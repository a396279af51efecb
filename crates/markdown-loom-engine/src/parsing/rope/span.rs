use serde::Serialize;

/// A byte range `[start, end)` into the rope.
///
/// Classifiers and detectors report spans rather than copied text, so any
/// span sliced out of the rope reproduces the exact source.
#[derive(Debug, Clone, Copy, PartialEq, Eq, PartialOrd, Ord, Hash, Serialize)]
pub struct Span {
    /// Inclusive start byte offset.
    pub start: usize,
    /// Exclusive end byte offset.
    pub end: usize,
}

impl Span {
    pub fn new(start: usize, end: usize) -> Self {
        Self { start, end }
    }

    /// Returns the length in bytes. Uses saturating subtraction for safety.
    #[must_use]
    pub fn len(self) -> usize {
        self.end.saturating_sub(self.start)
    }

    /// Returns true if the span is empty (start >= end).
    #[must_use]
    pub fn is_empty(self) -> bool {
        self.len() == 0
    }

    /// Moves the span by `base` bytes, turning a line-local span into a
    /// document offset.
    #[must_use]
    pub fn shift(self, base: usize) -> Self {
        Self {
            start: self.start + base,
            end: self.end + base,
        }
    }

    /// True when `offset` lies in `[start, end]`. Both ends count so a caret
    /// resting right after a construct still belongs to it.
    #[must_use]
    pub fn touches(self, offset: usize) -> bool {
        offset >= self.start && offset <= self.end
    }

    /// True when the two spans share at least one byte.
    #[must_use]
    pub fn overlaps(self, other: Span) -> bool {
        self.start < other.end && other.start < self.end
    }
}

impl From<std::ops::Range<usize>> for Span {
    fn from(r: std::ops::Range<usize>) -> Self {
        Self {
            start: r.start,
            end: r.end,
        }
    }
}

------------------------------------------------------------

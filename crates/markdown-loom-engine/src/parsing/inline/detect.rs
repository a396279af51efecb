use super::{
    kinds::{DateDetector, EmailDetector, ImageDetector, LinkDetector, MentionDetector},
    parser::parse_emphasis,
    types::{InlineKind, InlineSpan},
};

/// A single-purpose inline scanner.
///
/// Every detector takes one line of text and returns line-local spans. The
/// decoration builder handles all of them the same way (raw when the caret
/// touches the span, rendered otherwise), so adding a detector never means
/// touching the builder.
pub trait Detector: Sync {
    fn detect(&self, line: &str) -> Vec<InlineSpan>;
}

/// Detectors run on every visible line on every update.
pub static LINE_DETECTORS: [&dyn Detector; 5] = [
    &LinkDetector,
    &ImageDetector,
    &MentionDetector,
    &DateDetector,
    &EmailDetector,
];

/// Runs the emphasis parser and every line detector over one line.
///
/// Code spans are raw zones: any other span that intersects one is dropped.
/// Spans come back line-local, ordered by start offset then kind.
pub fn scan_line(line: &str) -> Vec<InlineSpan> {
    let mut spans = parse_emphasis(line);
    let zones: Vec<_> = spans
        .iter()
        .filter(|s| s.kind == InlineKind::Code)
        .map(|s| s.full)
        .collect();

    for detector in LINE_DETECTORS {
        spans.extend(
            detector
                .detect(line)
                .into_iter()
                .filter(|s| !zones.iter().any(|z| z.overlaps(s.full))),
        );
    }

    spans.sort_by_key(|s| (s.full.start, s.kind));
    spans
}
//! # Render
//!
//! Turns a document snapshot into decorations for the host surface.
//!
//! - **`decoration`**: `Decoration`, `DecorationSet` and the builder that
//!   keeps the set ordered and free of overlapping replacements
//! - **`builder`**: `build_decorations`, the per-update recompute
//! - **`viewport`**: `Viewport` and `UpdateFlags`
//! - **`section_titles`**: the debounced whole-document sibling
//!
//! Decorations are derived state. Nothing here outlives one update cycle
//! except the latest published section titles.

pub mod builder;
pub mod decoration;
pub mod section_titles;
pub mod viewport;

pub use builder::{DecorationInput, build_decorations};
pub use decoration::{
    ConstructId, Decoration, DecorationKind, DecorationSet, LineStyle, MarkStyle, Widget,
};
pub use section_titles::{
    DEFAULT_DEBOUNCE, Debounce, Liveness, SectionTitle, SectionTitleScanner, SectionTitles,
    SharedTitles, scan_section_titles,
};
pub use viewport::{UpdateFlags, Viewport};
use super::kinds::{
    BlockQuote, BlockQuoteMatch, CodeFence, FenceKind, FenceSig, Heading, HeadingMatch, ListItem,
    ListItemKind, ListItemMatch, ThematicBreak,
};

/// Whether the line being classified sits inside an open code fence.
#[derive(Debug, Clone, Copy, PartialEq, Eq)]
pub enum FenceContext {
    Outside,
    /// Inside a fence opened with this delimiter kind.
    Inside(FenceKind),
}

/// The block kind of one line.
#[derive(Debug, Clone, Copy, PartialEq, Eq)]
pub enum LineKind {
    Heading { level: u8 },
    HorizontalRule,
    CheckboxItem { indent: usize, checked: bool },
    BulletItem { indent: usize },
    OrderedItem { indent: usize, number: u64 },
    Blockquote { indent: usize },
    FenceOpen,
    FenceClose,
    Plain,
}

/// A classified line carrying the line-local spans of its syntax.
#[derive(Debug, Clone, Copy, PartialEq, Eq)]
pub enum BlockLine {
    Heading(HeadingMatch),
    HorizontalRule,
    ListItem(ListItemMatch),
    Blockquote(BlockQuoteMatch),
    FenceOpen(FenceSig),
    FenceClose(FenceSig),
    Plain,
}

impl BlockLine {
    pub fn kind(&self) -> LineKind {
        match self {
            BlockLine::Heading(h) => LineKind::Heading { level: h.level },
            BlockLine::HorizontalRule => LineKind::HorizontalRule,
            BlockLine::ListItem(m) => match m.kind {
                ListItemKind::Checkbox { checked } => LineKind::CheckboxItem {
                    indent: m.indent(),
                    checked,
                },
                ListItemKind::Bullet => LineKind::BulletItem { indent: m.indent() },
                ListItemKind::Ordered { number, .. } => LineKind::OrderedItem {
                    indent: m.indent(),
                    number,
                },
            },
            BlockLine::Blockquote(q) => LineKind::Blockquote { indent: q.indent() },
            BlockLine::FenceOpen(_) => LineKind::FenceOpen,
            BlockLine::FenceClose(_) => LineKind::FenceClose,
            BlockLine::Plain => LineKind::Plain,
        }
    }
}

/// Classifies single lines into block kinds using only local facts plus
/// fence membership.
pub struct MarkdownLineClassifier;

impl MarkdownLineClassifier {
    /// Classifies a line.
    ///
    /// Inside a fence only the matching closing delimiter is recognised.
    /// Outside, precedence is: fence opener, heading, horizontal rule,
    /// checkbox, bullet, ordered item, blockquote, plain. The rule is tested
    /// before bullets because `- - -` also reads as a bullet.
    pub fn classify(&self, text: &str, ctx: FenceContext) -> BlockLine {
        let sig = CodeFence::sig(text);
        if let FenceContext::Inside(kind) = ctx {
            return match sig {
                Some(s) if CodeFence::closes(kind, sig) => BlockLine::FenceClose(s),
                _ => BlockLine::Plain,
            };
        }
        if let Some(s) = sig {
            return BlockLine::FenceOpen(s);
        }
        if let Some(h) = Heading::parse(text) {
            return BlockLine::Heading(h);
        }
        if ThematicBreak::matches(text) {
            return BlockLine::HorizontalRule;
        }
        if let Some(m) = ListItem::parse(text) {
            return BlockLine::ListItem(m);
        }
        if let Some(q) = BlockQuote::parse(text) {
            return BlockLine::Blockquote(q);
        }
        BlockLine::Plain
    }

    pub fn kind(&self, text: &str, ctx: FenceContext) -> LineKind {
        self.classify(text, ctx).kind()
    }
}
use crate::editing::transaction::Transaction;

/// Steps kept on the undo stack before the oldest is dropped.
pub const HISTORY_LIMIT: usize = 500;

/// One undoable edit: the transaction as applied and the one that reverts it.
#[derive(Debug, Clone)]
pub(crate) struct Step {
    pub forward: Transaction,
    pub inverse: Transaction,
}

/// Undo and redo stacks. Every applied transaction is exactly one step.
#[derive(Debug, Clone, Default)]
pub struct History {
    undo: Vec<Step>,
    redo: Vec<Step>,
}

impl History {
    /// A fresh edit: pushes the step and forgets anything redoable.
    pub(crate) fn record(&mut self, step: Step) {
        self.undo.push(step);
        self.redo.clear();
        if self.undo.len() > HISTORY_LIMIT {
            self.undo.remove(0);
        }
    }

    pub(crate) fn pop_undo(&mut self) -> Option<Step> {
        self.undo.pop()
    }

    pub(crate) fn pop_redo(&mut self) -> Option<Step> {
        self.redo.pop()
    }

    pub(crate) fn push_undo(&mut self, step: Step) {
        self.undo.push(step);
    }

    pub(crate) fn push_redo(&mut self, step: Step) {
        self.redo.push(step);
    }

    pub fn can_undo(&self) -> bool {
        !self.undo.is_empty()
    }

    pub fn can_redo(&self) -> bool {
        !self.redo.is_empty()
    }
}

------------------------------------------------------------

When a line in the records above contains the word "caret", copy it.

    /// True when `offset` lies in `[start, end]`. Both ends count so a caret
/// decoration builder handles all of them the same way (raw when the caret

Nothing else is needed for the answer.